I have just returned from Tanzania to meet with our partners for the first time. Our discussions were frank, informative and, at times, difficult to hear. Yet I return with a sense of hope.
The context and magnitude of the challenge of gender violence in Tanzania was startling. While Canada is not immune to issues of systemic violence, the absence of the sort of basic societal structures and policy responses in Tanzania that Canadians take for granted was alarming
That is why it was so moving to see Crossroads volunteers with direct experience in the Canadian system — a judge of the only Canadian Domestic Violence Integrated Court, a Crown Attorney and a manager of the Victim and Witness Services from Toronto — working with our partners KWIECO, police officers, justice officials and policy makers to share knowledge and provide training in systemic responses to gender-based violence cases in the court system.

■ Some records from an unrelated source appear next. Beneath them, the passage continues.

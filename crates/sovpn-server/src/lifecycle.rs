use std::path::{Path, PathBuf};

use anyhow::{Context, Result};
use tracing::{info, warn};

use crate::ca::CertificateAuthority;
use crate::config::ServerConfig;
use crate::error::LifecycleError;
use crate::share::share_hash;
use crate::slug;
use crate::store::Index;

/// Display-only marker file inside a client dir; never used for identity.
pub const PRETTY_NAME_FILE: &str = "pretty-name.txt";

/// A provisioned client.
#[derive(Debug, Clone)]
pub struct ClientIdentity {
    pub slug: String,
    pub pretty_name: Option<String>,
    pub client_dir: PathBuf,
}

/// Orchestrates creation and revocation of client identities.
///
/// Operations are meant to run one at a time from a single controlling
/// process; the uniqueness check and directory creation are not one atomic
/// step, so concurrent creates against the same name must be serialized by
/// the caller.
pub struct Lifecycle<'a> {
    config: &'a ServerConfig,
    index: &'a Index,
    ca: &'a dyn CertificateAuthority,
}

impl<'a> Lifecycle<'a> {
    pub fn new(config: &'a ServerConfig, index: &'a Index, ca: &'a dyn CertificateAuthority) -> Self {
        Self { config, index, ca }
    }

    /// Create a client identity for `pretty_name`.
    ///
    /// Any failure after the client directory exists rolls the directory back,
    /// so a failed create leaves no trace under `clients_dir`.
    pub async fn create_client(&self, pretty_name: &str) -> Result<ClientIdentity, LifecycleError> {
        let pretty_name = pretty_name.trim();
        let slug = slug::derive(pretty_name);
        if slug.is_empty() {
            return Err(LifecycleError::InvalidName(pretty_name.to_owned()));
        }
        if slug::exists(&self.config.clients_dir, &slug) {
            return Err(LifecycleError::DuplicateClient(slug));
        }

        let client_dir = self.config.client_dir(&slug);
        create_private_dir(&client_dir)
            .with_context(|| format!("create client dir {}", client_dir.display()))
            .map_err(LifecycleError::Other)?;

        match self.provision(&slug, pretty_name, &client_dir).await {
            Ok(()) => {}
            Err(e) => {
                // Roll back so a failed create leaves the slug nonexistent.
                if let Err(cleanup) = std::fs::remove_dir_all(&client_dir) {
                    warn!(slug = %slug, error = %cleanup, "rollback of client dir failed");
                }
                return Err(e);
            }
        }

        info!(slug = %slug, "client created");
        Ok(ClientIdentity {
            slug,
            pretty_name: (!pretty_name.is_empty()).then(|| pretty_name.to_owned()),
            client_dir,
        })
    }

    /// Drive the interactive create loop: ask `next_name` for display names
    /// until one yields a free, non-empty slug. The retry policy lives here,
    /// not in the caller.
    pub async fn create_client_with<F>(&self, mut next_name: F) -> Result<ClientIdentity, LifecycleError>
    where
        F: FnMut() -> Result<String>,
    {
        loop {
            let name = next_name().map_err(LifecycleError::Other)?;
            match self.create_client(&name).await {
                Err(LifecycleError::DuplicateClient(slug)) => {
                    warn!(slug = %slug, "client with this name already exists");
                }
                Err(LifecycleError::InvalidName(_)) => {
                    warn!("name does not yield a usable identifier");
                }
                other => return other,
            }
        }
    }

    /// Revoke a client: CA first, local cleanup after. If the CA call fails,
    /// the record and directory are left untouched.
    pub async fn revoke_client(&self, slug: &str) -> Result<(), LifecycleError> {
        if self.index.find_hash_by_slug(slug)?.is_none() {
            return Err(LifecycleError::ClientNotFound(slug.to_owned()));
        }

        self.ca
            .revoke(slug)
            .await
            .with_context(|| format!("revoke certificate for {slug}"))
            .map_err(LifecycleError::Other)?;

        self.index.remove(slug)?;
        let client_dir = self.config.client_dir(slug);
        if client_dir.is_dir() {
            std::fs::remove_dir_all(&client_dir)
                .with_context(|| format!("remove {}", client_dir.display()))
                .map_err(LifecycleError::Other)?;
        }

        info!(slug = %slug, "client revoked");
        Ok(())
    }

    /// Recompute every registered slug's share hash from the current salt,
    /// replacing the old record. Idempotent for an unchanged salt; after a
    /// salt change this is what invalidates every previously issued token.
    pub fn rotate_share_hashes(&self) -> Result<usize, LifecycleError> {
        let slugs = self.index.all_slugs()?;
        for slug in &slugs {
            self.index.replace(slug, &share_hash(slug, &self.config.share_salt))?;
        }
        info!(rotated = slugs.len(), "share hashes rotated");
        Ok(slugs.len())
    }

    /// Everything that happens inside a freshly created client dir: CA
    /// generation, key-material installation, the pretty-name marker and
    /// index registration.
    async fn provision(
        &self,
        slug: &str,
        pretty_name: &str,
        client_dir: &Path,
    ) -> Result<(), LifecycleError> {
        if let Err(e) = self.ca.generate(slug).await {
            return Err(LifecycleError::CertificateGenerationFailed {
                slug: slug.to_owned(),
                reason: e.to_string(),
            });
        }

        self.install_key_material(slug, client_dir)
            .map_err(LifecycleError::Other)?;

        if !pretty_name.is_empty() {
            std::fs::write(client_dir.join(PRETTY_NAME_FILE), format!("{pretty_name}\n"))
                .context("write pretty-name marker")
                .map_err(LifecycleError::Other)?;
        }

        self.index.insert(slug, &share_hash(slug, &self.config.share_salt))?;
        Ok(())
    }

    /// Move the per-client key material out of the CA's keys directory (that
    /// directory is typically more broadly readable, so the private key must
    /// not stay duplicated there), drop the CSR artifact, and copy in the
    /// shared CA certificate and TLS-auth secret.
    fn install_key_material(&self, slug: &str, client_dir: &Path) -> Result<()> {
        let keys_dir = self.config.easy_rsa_dir.join("keys");

        for ext in ["crt", "key"] {
            let source = keys_dir.join(format!("{slug}.{ext}"));
            let destination = client_dir.join(format!("{slug}.{ext}"));
            std::fs::rename(&source, &destination)
                .with_context(|| format!("move {}", source.display()))?;
        }

        let csr = keys_dir.join(format!("{slug}.csr"));
        if csr.is_file() {
            std::fs::remove_file(&csr).with_context(|| format!("remove {}", csr.display()))?;
        }

        // Shared across clients, so copied rather than moved.
        std::fs::copy(keys_dir.join("ca.crt"), client_dir.join("ca.crt"))
            .context("copy ca.crt")?;
        std::fs::copy(
            self.config.server_dir.join("ta.key"),
            client_dir.join("ta.key"),
        )
        .context("copy ta.key")?;

        Ok(())
    }
}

One of the first questions volunteers asked shelter staff concerned the first steps when a woman who is a victim of violence presents herself. Are the police called? This is a reasonable assumption, yet it underscores the many gaps in access to justice for women. Even where there is goodwill, there may not be adequate resources. For instance, police often will not answer a distress call without having the cost of the fuel to take victims to safety paid for!
This is not the least of roadblocks that await victims of violence seeking justice. Public confidence in police response is low. The place of paralegals in the justice system – among the key actors in the pursuit of justice for women – is fragile. They are not recognized by the Ministry of Justice in Tanzania. Cultural assumptions and traditions continue to be a challenge. All of this at a time when up to 40% of all public legal cases in the Kilimanjaro region are gender violence cases.
Yet I returned to Canada with great hope and determination to do more. There is demonstrable progress. Women are better informed about their rights and are better positioned to demand justice. There is greater awareness of gender-based violence generally throughout the community. In addition, paralegals are coming into the communities once a week to provide consultations. Change is being made and there is a shift in thinking.
Crossroads and its partners are at the forefront of this change. The Access to Justice Program in Ghana and now Tanzania is inspiring. And with support from the Government of Canada’s volunteer cooperation program, information and expertise is being shared and adapted to the local context in each of the countries where we are active. The model could have an unprecedented impact on women’s access to justice and equality across regions and countries and we need to do more.
Ending gender-based violence requires a holistic approach. More supports are needed for psychological support, where there is a clear need especially for children who have experienced or witnessed violence and access to health care, since hospitals are often far from the community so it is difficult to get evidence of assault.
Change can be painfully slow for a woman and her child staying in a remote shelter wondering if wounds can heal and justice will ever be realized. But change can, and does happen. Rights awareness and demands for access to justice are growing and as it does violence will ultimately be reduced and rights will be realized. With the collaboration of volunteers and donors, Crossroads will continue to seek that justice alongside our partners and the women and girls they serve.